E se os passarinhos soubessem das correntes elétricas sob seus pés?

15 de agosto de 2023, 17:00



Crônica de autoria de João Dantas*

 

Na trama complexa da vida cotidiana, onde fios elétricos esticados como cordas musicais conduzem eletricidade para lâmpadas, fogões e rádios outrora animados, algo fascinante acontece. Ao longo do tempo, essas cordas enrijecem e incham, carregando consigo histórias silenciosas de mudanças e resistência.

Imagine, minha querida irmã, aqueles fios que outrora eram tão tênues quanto um fio de esperança, agora inchados como lembranças acumuladas. E ali, no encontro desses fios, posam dois pequenos passarinhos. Não se sabe ao certo se são irmãos, amantes ou simplesmente companheiros de ocasião. Entretanto, a sincronicidade das posições sugere algo mais profundo, talvez um casal que, ao cair da tarde, compartilha pensamentos enquanto contempla o horizonte dourado pelo sol poente.

Esses passarinhos, alheios ao emaranhado de correntes elétricas que flui sob suas patinhas, encontram conforto no balanço suave dos fios. Ignoram, talvez por sabedoria ou inocência, que o mundo ao redor está impulsionado por ondas invisíveis - ondas de celular, ondas de micro-ondas, eletromagnetismo percorrendo cada centímetro do espaço que ocupam.

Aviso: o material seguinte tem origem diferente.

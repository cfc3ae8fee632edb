//! # Host Traits
//!
//! Host abstraction traits consumed by the session core.
//!
//! ## Overview
//!
//! This crate defines the contract between the session core and the host
//! application. Each trait represents a capability the core needs but that is
//! provided differently per host (desktop, web view, tests):
//!
//! - [`HttpClient`](http::HttpClient) - Async HTTP transport
//! - [`KeyValueStore`](storage::KeyValueStore) - Synchronous small-state persistence
//! - [`Clock`](time::Clock) - Time source for deterministic testing
//!
//! ## Error Handling
//!
//! All traits use the [`HostError`](error::HostError) type. Host
//! implementations should convert their platform-specific errors into
//! `HostError` with actionable messages.
//!
//! ## Thread Safety
//!
//! All traits require `Send + Sync` so implementations can be shared across
//! async tasks behind `Arc<dyn Trait>`.

pub mod error;
pub mod http;
pub mod storage;
pub mod time;

pub use error::HostError;

// Re-export commonly used types
pub use http::{HttpClient, HttpMethod, HttpRequest, HttpResponse};
pub use storage::{KeyValueStore, MemoryStore};
pub use time::{Clock, SystemClock};
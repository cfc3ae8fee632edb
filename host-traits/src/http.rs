//! HTTP Transport Abstraction
//!
//! Provides the async transport seam the session core issues requests through.
//! Hosts plug in a concrete client (reqwest on desktop, a fetch shim on web).

use async_trait::async_trait;
use bytes::Bytes;
use serde::{de::DeserializeOwned, Serialize};
use std::collections::HashMap;
use std::time::Duration;

use crate::error::{HostError, Result};

/// HTTP status code for an authorization failure.
pub const UNAUTHORIZED: u16 = 401;

/// HTTP method types
#[derive(Debug, Clone, Copy, PartialEq, Eq)]
pub enum HttpMethod {
    Get,
    Post,
    Put,
    Patch,
    Delete,
    Head,
}

/// HTTP request builder
#[derive(Debug, Clone)]
pub struct HttpRequest {
    pub method: HttpMethod,
    pub url: String,
    pub headers: HashMap<String, String>,
    pub body: Option<Bytes>,
    pub timeout: Option<Duration>,
}

impl HttpRequest {
    pub fn new(method: HttpMethod, url: impl Into<String>) -> Self {
        Self {
            method,
            url: url.into(),
            headers: HashMap::new(),
            body: None,
            timeout: None,
        }
    }

    /// Set a header. Setting a header that is already present replaces the
    /// previous value; re-attaching a renewed bearer token must overwrite the
    /// stale one.
    pub fn header(mut self, key: impl Into<String>, value: impl Into<String>) -> Self {
        self.headers.insert(key.into(), value.into());
        self
    }

    pub fn bearer_token(self, token: impl Into<String>) -> Self {
        self.header("Authorization", format!("Bearer {}", token.into()))
    }

    pub fn json<T: Serialize>(mut self, body: &T) -> Result<Self> {
        let json = serde_json::to_vec(body)
            .map_err(|e| HostError::OperationFailed(format!("JSON serialization failed: {}", e)))?;
        self.body = Some(Bytes::from(json));
        self.headers
            .insert("Content-Type".to_string(), "application/json".to_string());
        Ok(self)
    }

    /// Set a form-encoded body (`application/x-www-form-urlencoded`).
    pub fn form(mut self, encoded: String) -> Self {
        self.body = Some(Bytes::from(encoded));
        self.headers.insert(
            "Content-Type".to_string(),
            "application/x-www-form-urlencoded".to_string(),
        );
        self
    }

    pub fn body(mut self, body: Bytes) -> Self {
        self.body = Some(body);
        self
    }

    pub fn timeout(mut self, duration: Duration) -> Self {
        self.timeout = Some(duration);
        self
    }

    /// The path component of the request URL, without scheme, authority,
    /// query or fragment. Relative URLs are returned as-is up to `?`/`#`.
    pub fn path(&self) -> &str {
        let after_scheme = match self.url.find("://") {
            Some(idx) => &self.url[idx + 3..],
            None => return strip_query(&self.url),
        };
        match after_scheme.find('/') {
            Some(idx) => strip_query(&after_scheme[idx..]),
            None => "/",
        }
    }
}

fn strip_query(path: &str) -> &str {
    let end = path
        .find(|c| c == '?' || c == '#')
        .unwrap_or(path.len());
    &path[..end]
}

/// HTTP response
#[derive(Debug, Clone)]
pub struct HttpResponse {
    pub status: u16,
    pub headers: HashMap<String, String>,
    pub body: Bytes,
}

impl HttpResponse {
    /// Parse response body as JSON
    pub fn json<T: DeserializeOwned>(&self) -> Result<T> {
        serde_json::from_slice(&self.body).map_err(|e| {
            HostError::OperationFailed(format!("JSON deserialization failed: {}", e))
        })
    }

    /// Get response body as UTF-8 string
    pub fn text(&self) -> Result<String> {
        String::from_utf8(self.body.to_vec())
            .map_err(|e| HostError::OperationFailed(format!("Invalid UTF-8: {}", e)))
    }

    /// Check if response status is successful (2xx)
    pub fn is_success(&self) -> bool {
        (200..300).contains(&self.status)
    }

    /// Check if response status indicates a client error (4xx)
    pub fn is_client_error(&self) -> bool {
        (400..500).contains(&self.status)
    }

    /// Check if response status indicates a server error (5xx)
    pub fn is_server_error(&self) -> bool {
        (500..600).contains(&self.status)
    }

    /// Check if the response is an authorization failure (401)
    pub fn is_unauthorized(&self) -> bool {
        self.status == UNAUTHORIZED
    }
}

/// Async HTTP client trait
///
/// Abstracts the transport so the session core can run against any host
/// stack and so tests can script responses deterministically.
///
/// An `Err` means the request never produced a response (connection failure,
/// timeout); a response with an error status arrives as `Ok`.
///
/// # Example
///
/// ```ignore
/// use host_traits::http::{HttpClient, HttpRequest, HttpMethod};
///
/// async fn fetch_data(client: &dyn HttpClient) -> Result<String> {
///     let request = HttpRequest::new(HttpMethod::Get, "https://api.example.com/data")
///         .bearer_token("token");
///
///     let response = client.execute(request).await?;
///     response.text()
/// }
/// ```
#[async_trait]
pub trait HttpClient: Send + Sync {
    /// Execute an HTTP request
    async fn execute(&self, request: HttpRequest) -> Result<HttpResponse>;
}
//! # Desktop Host
//!
//! Desktop implementations of the host capability traits: a reqwest-backed
//! HTTP client and a JSON-file-backed key-value store.

pub mod http;
pub mod storage;

pub use http::ReqwestHttpClient;
pub use storage::FileStore;
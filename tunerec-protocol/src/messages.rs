//! Request, response, and notification messages.

use std::time::Duration;

use serde::{Deserialize, Serialize};

use crate::error::ErrorCode;
use crate::types::{EncodeJobSpec, RecordOption, ReserveEntry, Rule};

/// Every request is treated as failed once this much time has passed
/// without a matching response.
pub const REQUEST_TIMEOUT: Duration = Duration::from_secs(5);

/// Top-level wire message.
#[derive(Debug, Clone, PartialEq, Serialize, Deserialize)]
#[serde(tag = "kind", rename_all = "snake_case")]
pub enum Envelope {
    Request(Request),
    Response(Response),
    Notification(Notification),
}

/// A request with a caller-chosen correlation id.
#[derive(Debug, Clone, PartialEq, Serialize, Deserialize)]
pub struct Request {
    pub id: u64,
    pub op: RequestOp,
}

/// Operations the control channel supports.
#[derive(Debug, Clone, PartialEq, Serialize, Deserialize)]
#[serde(tag = "op", rename_all = "snake_case")]
pub enum RequestOp {
    /// Add a manual reservation for a program.
    AddReserve {
        program_id: i64,
        #[serde(default)]
        option: RecordOption,
    },
    /// Cancel a reservation (manual delete, or exclude a rule match).
    CancelReserve { program_id: i64 },
    /// Toggle the skip flag on a reservation without deleting it.
    SkipReserve { program_id: i64, skip: bool },
    /// Create a rule. The assigned id comes back in the response.
    AddRule { rule: Rule },
    UpdateRule { rule: Rule },
    DeleteRule { rule_id: i64 },
    EnableRule { rule_id: i64 },
    DisableRule { rule_id: i64 },
    /// Delete a recording row and its files.
    DeleteRecorded { recorded_id: i64 },
    /// Register an additional (encoded) output file for a recording.
    RegisterEncodedFile {
        recorded_id: i64,
        name: String,
        path: String,
    },
    /// Recompute the whole reservation set now.
    UpdateAllReserves,
    /// Fetch the current reservation set.
    GetReserves,
}

/// Response to a [`Request`], echoing its correlation id.
#[derive(Debug, Clone, PartialEq, Serialize, Deserialize)]
pub struct Response {
    pub id: u64,
    pub code: ErrorCode,
    /// Operation-specific payload; absent on failure.
    #[serde(default, skip_serializing_if = "Option::is_none")]
    pub body: Option<ResponseBody>,
    /// Human-readable error detail; absent on success.
    #[serde(default, skip_serializing_if = "Option::is_none")]
    pub message: Option<String>,
}

impl Response {
    pub fn ok(id: u64) -> Self {
        Self {
            id,
            code: ErrorCode::Success,
            body: None,
            message: None,
        }
    }

    pub fn ok_with(id: u64, body: ResponseBody) -> Self {
        Self {
            id,
            code: ErrorCode::Success,
            body: Some(body),
            message: None,
        }
    }

    pub fn error(id: u64, code: ErrorCode, message: impl Into<String>) -> Self {
        Self {
            id,
            code,
            body: None,
            message: Some(message.into()),
        }
    }
}

/// Operation-specific response payloads.
#[derive(Debug, Clone, PartialEq, Serialize, Deserialize)]
#[serde(tag = "body", rename_all = "snake_case")]
pub enum ResponseBody {
    /// Id assigned to a newly created rule.
    RuleId { rule_id: i64 },
    /// The current reservation set, sorted by start time.
    Reserves { reserves: Vec<ReserveEntry> },
}

/// Fire-and-forget messages. No correlation id, no response.
#[derive(Debug, Clone, PartialEq, Serialize, Deserialize)]
#[serde(tag = "event", rename_all = "snake_case")]
pub enum Notification {
    /// Server-side state changed; observers should refresh.
    ClientStateChanged,
    /// An encode job is handed to the encoder role.
    EncodeJobHandoff { job: EncodeJobSpec },
}
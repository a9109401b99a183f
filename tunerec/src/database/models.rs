//! Database row models.

use serde::{Deserialize, Serialize};
use tunerec_protocol::ChannelType;

/// A recorded program row.
///
/// Inserted at capture start with `recording = true`; the metadata and
/// filesize are refreshed when the session finishes.
#[derive(Debug, Clone, Serialize, Deserialize)]
pub struct RecordedProgram {
    pub id: i64,
    pub program_id: i64,
    pub channel_id: i64,
    pub channel_type: ChannelType,
    pub start_at: i64,
    pub end_at: i64,
    pub name: String,
    pub description: Option<String>,
    pub extended: Option<String>,
    pub genre1: Option<i32>,
    pub genre2: Option<i32>,
    /// Originating rule, `None` for manual reservations.
    pub rule_id: Option<i64>,
    /// Path of the captured TS file.
    pub rec_path: String,
    pub filesize: Option<i64>,
    pub recording: bool,
}

/// Fields known when a capture session starts.
#[derive(Debug, Clone)]
pub struct NewRecorded {
    pub program_id: i64,
    pub channel_id: i64,
    pub channel_type: ChannelType,
    pub start_at: i64,
    pub end_at: i64,
    pub name: String,
    pub description: Option<String>,
    pub extended: Option<String>,
    pub genre1: Option<i32>,
    pub genre2: Option<i32>,
    pub rule_id: Option<i64>,
    pub rec_path: String,
}

/// An output file produced by the encode pipeline, registered against a
/// recorded program.
#[derive(Debug, Clone, Serialize, Deserialize)]
pub struct EncodedFile {
    pub id: i64,
    pub recorded_id: i64,
    /// Human-readable label, e.g. the transcode mode name.
    pub name: String,
    pub path: String,
}
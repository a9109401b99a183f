//! Virtual tuner slot model, rebuilt on every scheduling pass.

use tunerec_protocol::{ChannelType, Program};

use super::Reservation;
use crate::tuner::TunerDevice;

/// One virtual slot per physical tuner device. Holds the reservations
/// admitted to that device so far during a pass; never persisted.
#[derive(Debug)]
pub(super) struct TunerSlot {
    types: Vec<ChannelType>,
    pub entries: Vec<Reservation>,
}

impl TunerSlot {
    pub fn new(device: &TunerDevice) -> Self {
        Self {
            types: device.types.clone(),
            entries: Vec::new(),
        }
    }

    pub fn supports(&self, channel_type: ChannelType) -> bool {
        self.types.contains(&channel_type)
    }

    /// Index of the first admitted entry conflicting with `program`.
    pub fn find_conflict(&self, program: &Program) -> Option<usize> {
        self.entries
            .iter()
            .position(|e| conflicts(&e.program, program))
    }
}

/// Two programs conflict iff their time windows overlap and they cannot
/// share a tuned multiplex. Same physical channel with different service
/// ids travels on one carrier, so it is not a real conflict.
pub(super) fn conflicts(a: &Program, b: &Program) -> bool {
    let overlap = a.start_at < b.end_at && b.start_at < a.end_at;
    if !overlap {
        return false;
    }
    !(a.channel == b.channel && a.service_id != b.service_id)
}

/// Index of the last slot supporting a channel type. A conflict at this
/// slot means there is no spare capacity left for the type.
pub(super) fn tuner_max_position(slots: &[TunerSlot], channel_type: ChannelType) -> Option<usize> {
    slots.iter().rposition(|s| s.supports(channel_type))
}
//! Error types for the tunerec control channel.

use serde::{Deserialize, Serialize};
use thiserror::Error;

/// Protocol-level errors that can occur during communication.
#[derive(Error, Debug)]
pub enum ProtocolError {
    /// Invalid magic bytes in frame header.
    #[error("Invalid magic bytes: expected 'TREC', got {0:?}")]
    InvalidMagic([u8; 4]),

    /// Frame payload is too large.
    #[error("Frame too large: {0} bytes (max: {1})")]
    FrameTooLarge(u32, u32),

    /// Failed to decode the JSON payload.
    #[error("Failed to decode message: {0}")]
    Decode(#[from] serde_json::Error),

    /// Underlying transport error.
    #[error("I/O error: {0}")]
    Io(#[from] std::io::Error),
}

/// Result code carried in every response.
#[derive(Debug, Clone, Copy, PartialEq, Eq, Serialize, Deserialize)]
#[serde(rename_all = "snake_case")]
pub enum ErrorCode {
    /// Operation succeeded.
    Success,
    /// A reservation for this program already exists.
    Duplicate,
    /// The reservation cannot be placed on any tuner.
    Conflict,
    /// A scheduling pass (or the encode queue) is busy; retry later.
    Busy,
    /// Referenced entity does not exist.
    NotFound,
    /// The request itself is malformed (e.g. an invalid rule pattern).
    BadRequest,
    /// Encode pool at capacity with nothing evictable.
    ResourceExhausted,
    /// Unclassified server-side failure.
    Internal,
}

impl ErrorCode {
    /// Returns true if this code indicates success.
    pub fn is_success(self) -> bool {
        self == ErrorCode::Success
    }
}
//! Single-job-at-a-time encode queue.
//!
//! Serializes transcode submission in front of the process pool; the pool
//! could run more, but one job at a time bounds machine load. The queue
//! also owns the delete-source flag bookkeeping for chained jobs: at most
//! one job per recorded id, across running and queued, ever carries it.

use std::collections::VecDeque;
use std::future::Future;
use std::path::PathBuf;
use std::pin::Pin;
use std::sync::Arc;
use std::time::Duration;

use log::{error, info, warn};
use tokio::sync::{mpsc, Mutex, Notify};

use tunerec_protocol::EncodeJobSpec;

use super::pool::EncodeProcessPool;
use super::EncodeError;
use crate::policy;
use crate::recorder::naming;

/// One configured transcode mode.
#[derive(Debug, Clone)]
pub struct EncodeMode {
    /// Display name, recorded with the output file.
    pub name: String,
    /// Command template with `%INPUT%`/`%OUTPUT%` placeholders.
    pub command: String,
    /// Output file extension, e.g. `.mp4`.
    pub extension: String,
}

/// Encode queue configuration.
#[derive(Debug, Clone)]
pub struct EncodeConfig {
    /// Root directory for transcoded output.
    pub encoded_dir: PathBuf,
    /// Transcode modes addressable by index from rules and requests.
    pub modes: Vec<EncodeMode>,
    /// Wall-clock timeout factor: a job may run `duration × rate_factor`.
    pub rate_factor: f64,
    /// Delay before deleting a cancelled job's partial output (seconds).
    pub cancel_grace_secs: u64,
}

impl Default for EncodeConfig {
    fn default() -> Self {
        Self {
            encoded_dir: PathBuf::from("encoded"),
            modes: Vec::new(),
            rate_factor: 4.0,
            cancel_grace_secs: 1,
        }
    }
}

/// Emitted when a job completes successfully.
#[derive(Debug, Clone, PartialEq)]
pub struct EncodeFinished {
    pub recorded_id: i64,
    /// Mode display name.
    pub name: String,
    pub source: PathBuf,
    pub output: PathBuf,
    /// The source file should now be deleted (last chained job done).
    pub del_ts: bool,
}

struct RunningJob {
    recorded_id: i64,
    del_ts: bool,
    source: PathBuf,
    output: PathBuf,
    name: String,
    kill: Arc<Notify>,
    cancelled: bool,
}

struct QueueState {
    queued: VecDeque<EncodeJobSpec>,
    running: Option<RunningJob>,
}

/// The encode queue.
pub struct EncodeQueue {
    pool: Arc<EncodeProcessPool>,
    config: EncodeConfig,
    state: Mutex<QueueState>,
    events: mpsc::UnboundedSender<EncodeFinished>,
}

/// Move the delete-source flag from an existing job for the same recording
/// onto the newly pushed one, so the source is deleted only after the last
/// chained job finishes.
fn transfer_del_ts(
    running: Option<&mut RunningJob>,
    queued: &mut VecDeque<EncodeJobSpec>,
    job: &mut EncodeJobSpec,
) {
    if let Some(running) = running {
        if running.recorded_id == job.recorded_id && running.del_ts {
            running.del_ts = false;
            job.del_ts = true;
            return;
        }
    }
    for queued_job in queued.iter_mut() {
        if queued_job.recorded_id == job.recorded_id && queued_job.del_ts {
            queued_job.del_ts = false;
            job.del_ts = true;
            return;
        }
    }
}
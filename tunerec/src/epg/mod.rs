//! EPG access contract and rule predicate matching.
//!
//! The EPG itself is an external collaborator; this module defines the
//! read-only contract the core needs (lookup by id, rule search) and the
//! predicate logic a store implementation applies when searching.

use async_trait::async_trait;
use chrono::{Datelike, Local, TimeZone, Timelike};
use log::warn;
use thiserror::Error;

use tunerec_protocol::{Program, RuleSearchOption};

/// EPG access errors.
#[derive(Debug, Error)]
pub enum EpgError {
    #[error("EPG store unavailable: {0}")]
    Unavailable(String),

    #[error("Invalid rule pattern: {0}")]
    InvalidPattern(String),
}

/// Read-only program guide access.
#[async_trait]
pub trait EpgStore: Send + Sync {
    /// Look up a program by id. Returns `None` when the EPG no longer
    /// carries it (expired or corrected away).
    async fn find_program(&self, program_id: i64) -> Result<Option<Program>, EpgError>;

    /// Search programs matching a rule predicate, ordered by start time.
    async fn search(&self, option: &RuleSearchOption) -> Result<Vec<Program>, EpgError>;
}

/// Check a search predicate for constructs that can never match, before
/// it is persisted as a rule.
pub fn validate(option: &RuleSearchOption) -> Result<(), EpgError> {
    if option.key_regexp {
        if let Some(keyword) = option.keyword.as_deref() {
            if let Err(e) = regex::Regex::new(keyword) {
                return Err(EpgError::InvalidPattern(e.to_string()));
            }
        }
    }
    Ok(())
}

/// Evaluate a rule search predicate against one program.
///
/// This is the reference matching logic; a database-backed store may push
/// parts of it into SQL but must agree with this function.
pub fn matches(option: &RuleSearchOption, program: &Program) -> bool {
    if !option.channel_types.is_empty() && !option.channel_types.contains(&program.channel_type) {
        return false;
    }

    if !option.station_ids.is_empty() && !option.station_ids.contains(&program.channel_id) {
        return false;
    }

    if option.is_free && !program.is_free {
        return false;
    }

    if let Some(g) = program.genre1 {
        if let Some(min) = option.genre_min {
            if g < min {
                return false;
            }
        }
        if let Some(max) = option.genre_max {
            if g > max {
                return false;
            }
        }
    } else if option.genre_min.is_some() || option.genre_max.is_some() {
        // Genre filter set but the program carries no genre.
        return false;
    }

    let duration_secs = program.duration_ms() / 1000;
    if let Some(min) = option.duration_min {
        if duration_secs < min {
            return false;
        }
    }
    if let Some(max) = option.duration_max {
        if duration_secs > max {
            return false;
        }
    }

    if !matches_time_window(option, program.start_at) {
        return false;
    }

    matches_keyword(option, program)
}

/// Day-of-week bitmask and time-of-day window, evaluated in local time.
fn matches_time_window(option: &RuleSearchOption, start_at_ms: i64) -> bool {
    let Some(start) = Local.timestamp_millis_opt(start_at_ms).single() else {
        return false;
    };

    if option.week_of_day != 0 {
        // bit 0 = Sunday ... bit 6 = Saturday
        let bit = start.weekday().num_days_from_sunday();
        if option.week_of_day & (1 << bit) == 0 {
            return false;
        }
    }

    if let Some(window_start) = option.start_hour {
        let range = option.hour_range.unwrap_or(1).clamp(1, 24);
        let hour = start.hour();
        let end = window_start + range;
        let in_window = if end <= 24 {
            hour >= window_start && hour < end
        } else {
            // Wraps past midnight, e.g. 23:00 for 3 hours = 23,0,1.
            hour >= window_start || hour < end - 24
        };
        if !in_window {
            return false;
        }
    }

    true
}

fn matches_keyword(option: &RuleSearchOption, program: &Program) -> bool {
    let Some(keyword) = option.keyword.as_deref() else {
        return true;
    };
    if keyword.is_empty() {
        return true;
    }

    let mut fields: Vec<&str> = Vec::with_capacity(3);
    if option.title {
        fields.push(program.name.as_str());
    }
    if option.description {
        if let Some(d) = program.description.as_deref() {
            fields.push(d);
        }
    }
    if option.extended {
        if let Some(e) = program.extended.as_deref() {
            fields.push(e);
        }
    }
    // A keyword with no enabled text field can never match.
    if fields.is_empty() {
        return false;
    }

    if option.key_regexp {
        let pattern = if option.key_cs {
            keyword.to_string()
        } else {
            format!("(?i){}", keyword)
        };
        match regex::Regex::new(&pattern) {
            Ok(re) => fields.iter().any(|f| re.is_match(f)),
            Err(e) => {
                warn!("Invalid rule regexp '{}': {}", keyword, e);
                false
            }
        }
    } else if option.key_cs {
        fields.iter().any(|f| f.contains(keyword))
    } else {
        let needle = keyword.to_lowercase();
        fields.iter().any(|f| f.to_lowercase().contains(&needle))
    }
}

Enquanto essas ondas de conhecimento e conexão permeiam o ar, os passarinhos permanecem concentrados em sua própria jornada. O fascínio deles não reside na intrincada rede de informações e correntes invisíveis, mas sim nas possibilidades que o próximo voo reserva. Enquanto o sol se despede no horizonte, eles sonham com abrigos quentes e seguros para a noite que se aproxima.

E ali, no crepúsculo da narrativa, os fios continuarão a se esticar, a barriga inchada pelo peso do tempo. O senhor Antônio continuará a aquecer sua água para o café da manhã, preservando tradições que ecoam de tempos passados. Enquanto as notícias relatam tragédias humanas em uma cidade distante, o mundo dos passarinhos permanece intocado, uma paleta de cores e emoções em um retrato tranquilo.

Talvez, em nosso constante anseio por progresso e conexão, tenhamos deixado de lado a simplicidade dos passarinhos. Enquanto nos perdemos nas correntes do virtual, no zumbido das redes elétricas e nas complexas tramas das relações com nossos alter egos, esses pequenos observadores apreciam o momento presente. Olhar para o horizonte, traçar nossos próprios voos e encontrar abrigo nas pequenas alegrias, como o suave balançar dos fios.

 

* João Dantas é doutor em Antropologia e professor da Universidade Federal de Goiás.